Free Dye snapshots library
The snapshots libary method also defines the likely dye conformations from a set of preliminary molecular dynamics simulations. But, unlike the Rotomer library method, this time the entire dye trajectory is used to define the possible dye conforamtions rather than representing them by a limited set of rotomers. This approach is more computionally demanding, and yields a much larger library of dye conformations, but the results are the most accurate of the three methods presented here. A single run to calculate the FRET efficiency, distance and orientation distributions with 1 CPU usually takes about 20h, but the code can be parallelized in very simple way using python's multiprocessing package
How to use?
- All scripts can be download here. You need also to install catdcd and some pythons libraries: numpy, matplotlib, and MDAnalysis.

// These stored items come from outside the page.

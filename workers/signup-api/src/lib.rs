//! ==============================================================================
//! lib.rs - signup api cloudflare worker
//! ==============================================================================
//!
//! purpose:
//!     answers the signup request the dashboard fires on mount.
//!     validates the payload, rejects duplicates, and stores the user
//!     in workers kv so the request/response cycle runs end to end.
//!
//! relationships:
//!     - uses: shared (SignupRequest, ErrorCode, ErrorResponse)
//!     - uses: workers kv namespace "USERS" for user records and indexes
//!     - called by: dashboard (RequestView)
//!
//! cloudflare features demonstrated:
//!     - workers kv (user records + uniqueness index keys)
//!     - environment variables (ALLOWED_ORIGIN)
//!     - credentialed cors (origin reflection instead of "*")
//!
//! api:
//!     POST /api/v1/user/any/signup
//!         body: {"id": "...", "pw": "...", "email": "...", "nickname": "...", "phone": "..."}
//!         response: "SUCCESS"
//!         errors: 400 INVALID_PARAMETER, 409 DUPLICATE_ID / DUPLICATE_EMAIL / DUPLICATE_NICKNAME
//!
//!     GET /health
//!         response: ok
//!
//!     OPTIONS *
//!         cors preflight, reflecting the requested method
//!
//! ==============================================================================

use bcrypt::{hash, BcryptError, DEFAULT_COST};
use serde::{Deserialize, Serialize};
use shared::{ErrorCode, ErrorResponse, SignupRequest};
use thiserror::Error;
use validator::{Validate, ValidationErrors};
use worker::kv::KvError;
use worker::*;

const SIGNUP_PATH: &str = "/api/v1/user/any/signup";
const USERS_BINDING: &str = "USERS";

// ==============================================================================
// types
// ==============================================================================

#[derive(Debug, Clone, Copy, Serialize, Deserialize, PartialEq)]
#[serde(rename_all = "SCREAMING_SNAKE_CASE")]
enum Role {
    User,
}

/// user record as stored in kv under `user:<id>`
#[derive(Debug, Serialize, Deserialize)]
struct StoredUser {
    username: String,
    pw_hash: String,
    email: String,
    nickname: String,
    role: Role,
    phone: String,
    created_at: u64,
}

impl StoredUser {
    fn from_request(req: &SignupRequest, cost: u32, created_at: u64) -> std::result::Result<Self, BcryptError> {
        Ok(Self {
            username: req.id.clone(),
            pw_hash: hash(&req.password, cost)?,
            email: req.email.clone(),
            nickname: req.nickname.clone(),
            role: Role::User,
            phone: req.phone.clone(),
            created_at,
        })
    }
}

#[derive(Debug, Error)]
enum SignupError {
    #[error("invalid json body: {0}")]
    Malformed(String),
    #[error("validation failed: {0}")]
    Invalid(#[from] ValidationErrors),
    #[error("{}", .0.message())]
    Duplicate(ErrorCode),
    #[error("kv error: {0}")]
    Kv(#[from] KvError),
    #[error("worker error: {0}")]
    Worker(#[from] worker::Error),
    #[error("encode error: {0}")]
    Encode(#[from] serde_json::Error),
    #[error("password hash error: {0}")]
    Hash(#[from] BcryptError),
}

impl SignupError {
    fn response_body(&self) -> ErrorResponse {
        match self {
            SignupError::Malformed(_) => ErrorResponse::from(ErrorCode::InvalidParameter),
            SignupError::Invalid(errors) => ErrorResponse::invalid(errors),
            SignupError::Duplicate(code) => ErrorResponse::from(*code),
            SignupError::Kv(_)
            | SignupError::Worker(_)
            | SignupError::Encode(_)
            | SignupError::Hash(_) => {
                ErrorResponse::from(ErrorCode::InternalError)
            }
        }
    }
}

// ==============================================================================
// worker entry point
// ==============================================================================

#[event(fetch)]
async fn fetch(req: Request, env: Env, _ctx: Context) -> Result<Response> {
    let router = Router::new();

    router
        // register a user
        .post_async(SIGNUP_PATH, handle_signup)
        // health check
        .get("/health", handle_health)
        // cors preflight, any path
        .options("/*path", handle_cors)
        .run(req, env)
        .await
}

// ==============================================================================
// request handlers
// ==============================================================================

/// register a user, answering "SUCCESS" or an ErrorResponse
async fn handle_signup(mut req: Request, ctx: RouteContext<()>) -> Result<Response> {
    let origin = request_origin(&req, &ctx);

    match register(&mut req, &ctx).await {
        Ok(id) => {
            console_log!("signup completed for {}", id);
            json_response(&"SUCCESS", 200, &origin)
        }
        Err(e) => {
            let body = e.response_body();
            if body.status >= 500 {
                console_error!("signup failed: {}", e);
            } else {
                console_log!("signup rejected: {}", e);
            }
            json_response(&body, body.status, &origin)
        }
    }
}

fn handle_health(req: Request, ctx: RouteContext<()>) -> Result<Response> {
    let origin = request_origin(&req, &ctx);
    Ok(Response::ok("ok")?.with_headers(cors_headers(&origin)?))
}

/// handle cors preflight
fn handle_cors(req: Request, ctx: RouteContext<()>) -> Result<Response> {
    let origin = request_origin(&req, &ctx);
    let requested_method = req.headers().get("Access-Control-Request-Method").ok().flatten();
    let requested_headers = req.headers().get("Access-Control-Request-Headers").ok().flatten();

    let headers = cors_headers(&origin)?;
    headers.set("Access-Control-Allow-Methods", &allowed_methods(requested_method))?;
    headers.set(
        "Access-Control-Allow-Headers",
        requested_headers.as_deref().unwrap_or("Content-Type"),
    )?;
    headers.set("Access-Control-Max-Age", "3600")?;

    Ok(Response::empty()?.with_headers(headers))
}

// ==============================================================================
// signup logic
// ==============================================================================

async fn register(req: &mut Request, ctx: &RouteContext<()>) -> std::result::Result<String, SignupError> {
    let body: SignupRequest = req
        .json()
        .await
        .map_err(|e| SignupError::Malformed(e.to_string()))?;
    body.validate()?;

    let kv = ctx.env.kv(USERS_BINDING)?;

    // id, then email, then nickname
    for (code, key) in uniqueness_keys(&body) {
        if kv.get(&key).text().await?.is_some() {
            return Err(SignupError::Duplicate(code));
        }
    }

    let user = StoredUser::from_request(&body, DEFAULT_COST, js_sys::Date::now() as u64)?;

    for (key, value) in write_order(&body, serde_json::to_string(&user)?) {
        kv.put(&key, value)?.execute().await?;
    }

    Ok(body.id)
}

/// index keys go in before the user record, so a failed put can leave
/// an orphan reservation but never a user whose email or nickname is free
fn write_order(req: &SignupRequest, user_json: String) -> [(String, String); 3] {
    [
        (email_key(&req.email), req.id.clone()),
        (nickname_key(&req.nickname), req.id.clone()),
        (user_key(&req.id), user_json),
    ]
}

/// kv keys that must be free, in the order they are checked
fn uniqueness_keys(req: &SignupRequest) -> [(ErrorCode, String); 3] {
    [
        (ErrorCode::DuplicateId, user_key(&req.id)),
        (ErrorCode::DuplicateEmail, email_key(&req.email)),
        (ErrorCode::DuplicateNickname, nickname_key(&req.nickname)),
    ]
}

fn user_key(id: &str) -> String {
    format!("user:{}", id)
}

fn email_key(email: &str) -> String {
    format!("email:{}", email)
}

fn nickname_key(nickname: &str) -> String {
    format!("nickname:{}", nickname)
}

// ==============================================================================
// helpers
// ==============================================================================

fn request_origin(req: &Request, ctx: &RouteContext<()>) -> String {
    let configured = ctx.env.var("ALLOWED_ORIGIN").ok().map(|v| v.to_string());
    let origin = req.headers().get("Origin").ok().flatten();
    resolve_origin(configured, origin)
}

/// credentialed requests cannot use "*", so reflect the caller's origin
/// unless one is pinned in config
fn resolve_origin(configured: Option<String>, request_origin: Option<String>) -> String {
    configured
        .filter(|o| !o.trim().is_empty())
        .or(request_origin)
        .unwrap_or_else(|| "*".to_string())
}

/// every method is allowed; echo what the browser asks for
fn allowed_methods(requested: Option<String>) -> String {
    requested
        .filter(|m| !m.trim().is_empty())
        .unwrap_or_else(|| "GET, POST, OPTIONS".to_string())
}

fn cors_headers(origin: &str) -> Result<Headers> {
    let headers = Headers::new();
    headers.set("Access-Control-Allow-Origin", origin)?;
    headers.set("Vary", "Origin")?;
    if origin != "*" {
        headers.set("Access-Control-Allow-Credentials", "true")?;
    }
    Ok(headers)
}

fn json_response<T: Serialize>(body: &T, status: u16, origin: &str) -> Result<Response> {
    let json = serde_json::to_string(body)?;
    let headers = cors_headers(origin)?;
    headers.set("Content-Type", "application/json")?;

    Ok(Response::ok(json)?.with_status(status).with_headers(headers))
}

// ==============================================================================
// tests
// ==============================================================================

The FD snapshot library is nothing else that dcd file obtained during the preliminary MD simulations of free dyes in water box. Here we provide such libraries for several fluorescent dyes (without water!) with consistent pdb files:
- AlexaFluor 488 (maleimide derivative attached to the CYS residue) dcd, pdb
- AlexaFluor 594 (maleimide derivative attached to the CYS residue) dcd, pdb
- AlexaFluor 594 (succinimide ester attached to the GLY residue) dcd, pdb
- Cyanine Cy3 (maleimide derivative attached to the CYS residue) dcd, pdb
- Cyanine Cy5 (maleimide derivative attached to the CYS residue) dcd, pdb
FRET Analysis
- Once the macromolecular system is chosen and the snapshot libraries for donor and acceptor are prepared,
the analysis
script FDAnalyse.py should be
run to calculate the distance, orientation
and FRET efficiency distribution for the
pair of dyes on the macromolecule. The
analysis script is divided into several
blocks which can be run
seperately.
- Before running the script, first change parameters inside it describing the names of the FD library files, the number of atoms in each dye, the R0 value, average atom size (for overlaping condition) and proper selections for atoms in system (to run selected blocks, just set the value of their indicator from 0 to 1).
- Run by typing:
python FDAnalyse.py
It will produce the output file, for example histogram_FD.dat, which contain the histograms of the distance and FRET efficiency distribution.
- The raw output assumes each photon is detected separately. In reality, most experimental data is the average of multiple photons. To see how this changes the histograms you can run the script BurstAvg.py by setting the number of photons to average in each burst at the top of the script and running:
python BurstAvg.py